The Big South Fork National River and Recreation Area and the Obed Wild and Scenic River protect nationally significant aquatic resources. The freshwater mussel habitat protected by the Big South Fork NRRA is believed to be the best remaining area where mussel are likely to persist despite stressors in the Cumberland River System. In recent years, Big South Fork NRRA has been the site for a mussel reintroduction effort aimed at restoring species which formerly occurred there, bringing the number of federally-endangered species currently documented in the park to 11. Along with many other significant aquatic resources, the Obed WSR protects one of four remaining populations of the federally-endangered purple bean (Villosa perpurpurea), as well as a small number of endangered Alabama lampmussels Lampsilis virescens), a species which was thought to have disappeared from the watershed until it was recently rediscovered upstream of the park.
Both parks are subject to a variety of potential upstream threats, including urban development, water withdrawal, agricultural activity and logging. In addition, the northern Cumberland Plateau, where Big South Fork NRRA and Obed WSR are situated, produces more coal and oil than any other region in Tennessee, much of it coming from the parks' watersheds. Mining can cause contaminated mine drainage, sedimentation, and pollution from brine and other contaminants used during mineral extraction operations. Because of the significance of the mussel fauna in these two river systems, the uncertainty of the outcome of reintroduction efforts, and the multitude of potential threats upstream from the parks, long-term trend data are needed to monitor changes in mussel populations.
Specifically, the network determines long-term trends in species composition and age class structure of freshwater mussel populations in the main stem rivers and major tributaries of Big South Fork NRRA and Obed WSR. Long-term trends in the distribution and relative abundance of freshwater mussels at the two parks is another focus of the network's monitoring efforts.
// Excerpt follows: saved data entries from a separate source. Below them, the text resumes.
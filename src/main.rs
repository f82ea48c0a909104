//! andor CLI
//!
//! Run with: andor explore "Repair a flat tire" --lim=2
//! Logs go to stderr; filter with RUST_LOG (default: info).

use andor_explorer::{
    config::{get_data_dir, ExploreConfig, OracleConfig},
    convenience::{build_explorer, stream_run},
    output::OutputSink,
    parse_program, render_model, templates, AnthropicClient, EntailmentEngine, Goal, HornProver,
    RunEvent, SessionStore,
};
use anyhow::{anyhow, Result};
use std::path::PathBuf;
use std::sync::Arc;
use tracing_subscriber::EnvFilter;

const USAGE: &str = "Usage:
  andor explore <goal...> [--prompter=NAME] [--lim=N] [--strict]
                          [--appraiser=accept|advisor|relevance|rater] [--threshold=F]
                          [--neck=prolog|natural] [--out=DIR] [--json]
  andor --prompters
  andor --prove <program-file> <goal...>
  andor --sessions
  andor --forget <agent>";

#[tokio::main]
async fn main() -> Result<()> {
    tracing_subscriber::fmt()
        .with_env_filter(
            EnvFilter::try_from_default_env().unwrap_or_else(|_| EnvFilter::new("info")),
        )
        .with_writer(std::io::stderr)
        .init();

    let args: Vec<String> = std::env::args().collect();
    let Some(command) = args.get(1) else {
        println!("{}", USAGE);
        return Ok(());
    };

    match command.as_str() {
        "explore" => run_explore(&args[2..]).await,
        "--prompters" => {
            println!("{}", serde_json::to_string_pretty(&templates::get_prompters())?);
            Ok(())
        }
        "--prove" => {
            let path = args
                .get(2)
                .ok_or_else(|| anyhow!("Usage: --prove <program-file> <goal...>"))?;
            run_prove(path, &args[3..].join(" "))
        }
        "--sessions" => run_sessions(),
        "--forget" => {
            let agent = args
                .get(2)
                .ok_or_else(|| anyhow!("Usage: --forget <agent>"))?;
            run_forget(agent)
        }
        "--help" | "-h" => {
            println!("{}", USAGE);
            Ok(())
        }
        other => {
            eprintln!("Unknown command: {}\n\n{}", other, USAGE);
            std::process::exit(2);
        }
    }
}

fn store_path() -> PathBuf {
    get_data_dir().join("sessions.db")
}

async fn run_explore(args: &[String]) -> Result<()> {
    let mut config = ExploreConfig::from_args(args)?;
    let out_dir = config
        .out_dir
        .take()
        .unwrap_or_else(|| get_data_dir().join("out"));
    let json_output = config.json;

    let backend = Arc::new(AnthropicClient::new(
        OracleConfig::default(),
        tokio::runtime::Handle::current(),
    ));
    let store = store_path();
    // opening session stores touches SQLite
    let explorer = {
        let config = config.clone();
        tokio::task::spawn_blocking(move || build_explorer(&config, backend, Some(store.as_path())))
            .await??
    };
    let sink = OutputSink::new(&out_dir, config.neck);

    let (mut events, handle) = stream_run(explorer, Arc::new(HornProver), Some(sink));
    let mut traces = 0usize;
    while let Some(event) = events.recv().await {
        if json_output {
            println!("{}", serde_json::to_string(&event)?);
            continue;
        }
        match event {
            RunEvent::Prompter(p) => println!("\nPROMPTER: {}\n", p.name),
            RunEvent::Trace(trace) => {
                traces += 1;
                let path: Vec<&str> = trace.iter().map(|g| g.as_str()).collect();
                println!("TRACE {}: {}", traces, path.join(" -> "));
            }
            RunEvent::Clauses(db) => println!(
                "\nCLAUSES: {} heads, {} clauses",
                db.head_count(),
                db.clause_count()
            ),
            RunEvent::Model(Some(model)) => {
                println!("MODEL: {} facts", model.len());
                for fact in model.iter() {
                    println!("   {}", fact);
                }
            }
            RunEvent::Model(None) => println!("MODEL: none entails the goal"),
            RunEvent::Costs(costs) => println!(
                "\nCOSTS: {} calls, {} cached, {} in / {} out tokens, ${:.4}",
                costs.total.calls,
                costs.total.cached,
                costs.total.input_tokens,
                costs.total.output_tokens,
                costs.total.dollars
            ),
        }
    }

    let conclusion = handle.await??;
    if !json_output {
        println!(
            "\nSaved to {:?} ({} clauses kept after trimming)",
            out_dir,
            conclusion.trimmed.clause_count()
        );
    }
    Ok(())
}

fn run_prove(path: &str, goal: &str) -> Result<()> {
    let text = std::fs::read_to_string(path)
        .map_err(|e| anyhow!("Failed to read {}: {}", path, e))?;
    let db = parse_program(&text)?;
    let goal = Goal::initiator(goal).ok_or_else(|| anyhow!("Usage: --prove <program-file> <goal...>"))?;

    match HornProver.solve_database(&db, &goal) {
        Some(model) => print!("{}", render_model(&goal, &model)),
        None => println!("% no model entails '{}'", goal),
    }
    Ok(())
}

fn run_sessions() -> Result<()> {
    let store = SessionStore::open(&store_path())?;
    let summaries = store.summaries()?;

    if summaries.is_empty() {
        println!("No sessions recorded yet.");
        return Ok(());
    }

    println!("\nSESSIONS ({}):", summaries.len());
    for s in &summaries {
        println!(
            "   {:<60} {:>5} answers  ${:.4}  last: {}",
            s.agent,
            s.answers,
            s.spend.dollars,
            s.last_answered.as_deref().unwrap_or("-")
        );
    }
    Ok(())
}

fn run_forget(agent: &str) -> Result<()> {
    let store = SessionStore::open(&store_path())?;
    let removed = store.forget(agent)?;
    println!("Forgot {} answers of {}", removed, agent);
    Ok(())
}
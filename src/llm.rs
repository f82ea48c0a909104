//! LLM backends answering oracle prompts
//!
//! The search itself is synchronous; `AnthropicClient` issues its async
//! HTTP call on a tokio runtime handle and blocks the calling worker thread
//! until the answer arrives.

use crate::config::OracleConfig;
use anyhow::{anyhow, Result};
use tokio::runtime::Handle;

/// Text and token usage of one completion
#[derive(Debug, Clone, Default, PartialEq)]
pub struct Completed {
    pub text: String,
    pub input_tokens: u64,
    pub output_tokens: u64,
}

/// A text-generation backend
pub trait Completion: Send + Sync {
    fn complete(&self, prompt: &str) -> Result<Completed>;

    /// Dollar cost of a completion on this backend
    fn price(&self, _completed: &Completed) -> f64 {
        0.0
    }
}

/// Anthropic Messages API backend
pub struct AnthropicClient {
    config: OracleConfig,
    client: reqwest::Client,
    runtime: Handle,
}

impl AnthropicClient {
    /// `runtime` must outlive the client; `complete` must be called from a
    /// thread outside that runtime's async context (e.g. `spawn_blocking`).
    pub fn new(config: OracleConfig, runtime: Handle) -> Self {
        Self {
            config,
            client: reqwest::Client::new(),
            runtime,
        }
    }

    pub async fn complete_async(&self, prompt: &str) -> Result<Completed> {
        if self.config.api_key.is_empty() {
            return Err(anyhow!(
                "ANTHROPIC_API_KEY not set. Oracle requires API access."
            ));
        }

        let request_body = serde_json::json!({
            "model": self.config.model,
            "max_tokens": self.config.max_tokens,
            "messages": [
                {
                    "role": "user",
                    "content": prompt
                }
            ]
        });

        let api_response = self
            .client
            .post(&self.config.api_url)
            .header("x-api-key", &self.config.api_key)
            .header("anthropic-version", "2023-06-01")
            .header("content-type", "application/json")
            .json(&request_body)
            .send()
            .await?;

        if !api_response.status().is_success() {
            let error_text = api_response.text().await?;
            return Err(anyhow!("API error: {}", error_text));
        }

        let response_json: serde_json::Value = api_response.json().await?;
        parse_completion(&response_json)
    }
}

impl Completion for AnthropicClient {
    fn complete(&self, prompt: &str) -> Result<Completed> {
        self.runtime.block_on(self.complete_async(prompt))
    }

    fn price(&self, completed: &Completed) -> f64 {
        self.config
            .price(completed.input_tokens, completed.output_tokens)
    }
}

/// Extract text and usage from a Messages API response
fn parse_completion(json: &serde_json::Value) -> Result<Completed> {
    let text = json["content"]
        .as_array()
        .map(|blocks| {
            blocks
                .iter()
                .filter_map(|block| block["text"].as_str())
                .collect::<Vec<_>>()
                .join("")
        })
        .ok_or_else(|| anyhow!("Response has no content: {}", json))?;

    Ok(Completed {
        text,
        input_tokens: json["usage"]["input_tokens"].as_u64().unwrap_or(0),
        output_tokens: json["usage"]["output_tokens"].as_u64().unwrap_or(0),
    })
}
Finally, the network hopes to improve its understanding of the relationship between freshwater mussel communities and their habitats by comparing physical and chemical habitat measures with changes in mussel distribution, abundance and age class structure.
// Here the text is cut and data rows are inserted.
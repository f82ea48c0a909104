//! Oracles: sessions answering questions about goals
//!
//! An `Agent` binds one prompt template to a completion backend and an
//! optional session store. Each round trip is checkpointed as soon as it
//! returns; a question already in the store is answered from it for free.
//! Backend failures degrade to an empty answer so a single unreachable node
//! never aborts an exploration.

use crate::db::{SessionStore, StoredAnswer};
use crate::llm::Completion;
use crate::types::{CostLedger, Goal};
use anyhow::Result;
use std::collections::{HashMap, HashSet};
use std::sync::Arc;

/// Answers `(goal, context)` questions with raw text
pub trait Oracle: Send {
    fn name(&self) -> &str;

    /// Raw answer; empty when the oracle cannot answer
    fn ask(&mut self, goal: &str, context: &str) -> String;

    fn costs(&self) -> CostLedger {
        CostLedger::default()
    }

    /// End of session
    fn close(&mut self) -> Result<()> {
        Ok(())
    }
}

/// Fill `$context` and `$g` placeholders of a prompt template
///
/// One left-to-right pass: inserted text is never scanned for placeholders.
pub fn render_prompt(pattern: &str, goal: &str, context: &str) -> String {
    let mut out = String::with_capacity(pattern.len() + goal.len() + context.len());
    let mut rest = pattern;
    while let Some(at) = rest.find('$') {
        out.push_str(&rest[..at]);
        let tail = &rest[at..];
        if let Some(after) = tail.strip_prefix("$context") {
            out.push_str(context);
            rest = after;
        } else if let Some(after) = tail.strip_prefix("$g") {
            out.push_str(goal);
            rest = after;
        } else {
            out.push('$');
            rest = &tail[1..];
        }
    }
    out.push_str(rest);
    out
}

/// Split a raw answer into itemized goals
///
/// List markers and numbering are stripped, preamble lines ending in `:`
/// and the reserved atoms are dropped, and duplicates keep their first
/// position.
pub fn clean_answer(raw: &str) -> Vec<Goal> {
    let mut seen = HashSet::new();
    raw.lines()
        .filter_map(item_text)
        .filter_map(Goal::new)
        .filter(|goal| !goal.is_reserved())
        .filter(|goal| seen.insert(goal.clone()))
        .collect()
}

fn item_text(line: &str) -> Option<&str> {
    let line = line.trim();
    if line.is_empty() || line.ends_with(':') {
        return None;
    }
    let line = line
        .trim_start_matches(|c: char| matches!(c, '-' | '*' | '•' | '+'))
        .trim_start();

    let digits = line.chars().take_while(char::is_ascii_digit).count();
    if digits > 0 {
        let rest = &line[digits..];
        let mut chars = rest.chars();
        if let Some('.' | ')') = chars.next() {
            let after = chars.as_str();
            if after.is_empty() || after.starts_with(char::is_whitespace) {
                return Some(after.trim_start());
            }
        }
    }
    Some(line)
}

/// A named oracle session over an LLM backend
pub struct Agent {
    name: String,
    pattern: String,
    backend: Arc<dyn Completion>,
    store: Option<SessionStore>,
    ledger: CostLedger,
}

impl Agent {
    /// Open a session; answers found in `store` are reused
    pub fn open(
        name: impl Into<String>,
        pattern: impl Into<String>,
        backend: Arc<dyn Completion>,
        store: Option<SessionStore>,
    ) -> Self {
        let name = name.into();
        tracing::debug!("Opening oracle session {}", name);
        Self {
            name,
            pattern: pattern.into(),
            backend,
            store,
            ledger: CostLedger::default(),
        }
    }

    pub fn pattern(&self) -> &str {
        &self.pattern
    }

    fn recall(&self, prompt: &str) -> Option<StoredAnswer> {
        let store = self.store.as_ref()?;
        match store.lookup(&self.name, prompt) {
            Ok(found) => found,
            Err(e) => {
                tracing::warn!("Session store lookup failed for {}: {}", self.name, e);
                None
            }
        }
    }
}

impl Oracle for Agent {
    fn name(&self) -> &str {
        &self.name
    }

    fn ask(&mut self, goal: &str, context: &str) -> String {
        let prompt = render_prompt(&self.pattern, goal, context);

        if let Some(stored) = self.recall(&prompt) {
            tracing::debug!("{}: answered from session store for '{}'", self.name, goal);
            self.ledger.cached += 1;
            return stored.answer;
        }

        match self.backend.complete(&prompt) {
            Ok(completed) => {
                let dollars = self.backend.price(&completed);
                self.ledger.calls += 1;
                self.ledger.input_tokens += completed.input_tokens;
                self.ledger.output_tokens += completed.output_tokens;
                self.ledger.dollars += dollars;

                if let Some(store) = &self.store {
                    let stored = StoredAnswer {
                        answer: completed.text.clone(),
                        input_tokens: completed.input_tokens,
                        output_tokens: completed.output_tokens,
                        dollars,
                    };
                    if let Err(e) = store.checkpoint(&self.name, &prompt, &stored) {
                        tracing::warn!("Checkpoint failed for {}: {}", self.name, e);
                    }
                }
                completed.text
            }
            Err(e) => {
                tracing::warn!("{}: no answer for '{}': {}", self.name, goal, e);
                String::new()
            }
        }
    }

    fn costs(&self) -> CostLedger {
        self.ledger
    }

    fn close(&mut self) -> Result<()> {
        if let Some(store) = self.store.take() {
            store.close()?;
        }
        tracing::debug!("Closed oracle session {}", self.name);
        Ok(())
    }
}

/// Oracle answering from a fixed goal → answer table
///
/// Unknown goals get an empty answer. Every question is logged, which
/// makes it the oracle of choice for tests and offline replays.
#[derive(Debug, Clone, Default)]
pub struct ScriptedOracle {
    name: String,
    answers: HashMap<String, String>,
    fallback: Option<String>,
    asked: Vec<(String, String)>,
}

impl ScriptedOracle {
    pub fn new(name: impl Into<String>) -> Self {
        Self {
            name: name.into(),
            ..Self::default()
        }
    }

    /// Answer `goal` with the given items, one per line
    pub fn answer(mut self, goal: &str, items: &[&str]) -> Self {
        self.answers.insert(goal.to_string(), items.join("\n"));
        self
    }

    /// Answer every unscripted goal with `raw`
    pub fn otherwise(mut self, raw: &str) -> Self {
        self.fallback = Some(raw.to_string());
        self
    }

    /// Questions asked so far, as (goal, context)
    pub fn asked(&self) -> &[(String, String)] {
        &self.asked
    }
}

impl Oracle for ScriptedOracle {
    fn name(&self) -> &str {
        &self.name
    }

    fn ask(&mut self, goal: &str, context: &str) -> String {
        self.asked.push((goal.to_string(), context.to_string()));
        self.answers
            .get(goal)
            .or(self.fallback.as_ref())
            .cloned()
            .unwrap_or_default()
    }
}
Mussel surveys have been completed at both the Big South Fork NRRA and the Obed WSR have contributed to the development of a long-term monitoring protocol which will incorporate the findings of these surveys, as well as the design of the mussel reintroduction project currently underway at Big South Fork NRRA. The final protocol will likely include a combination of timed searches as well as fixed transects for measuring population parameters. The number of individuals within different size classes will be an important metric, serving as a measure of recruitment and an indicator of population health. Timed searches for rare mussels will likely be undertaken because many of the listed mussels are so rare, and so widely scattered, that conventional transect methods are not adequate to detect trends. In addition, a more comprehensive survey of the rivers and main tributaries will be periodically undertaken (every 5 to 10 years) to determine whether colonization is occurring in previously unoccupied sites.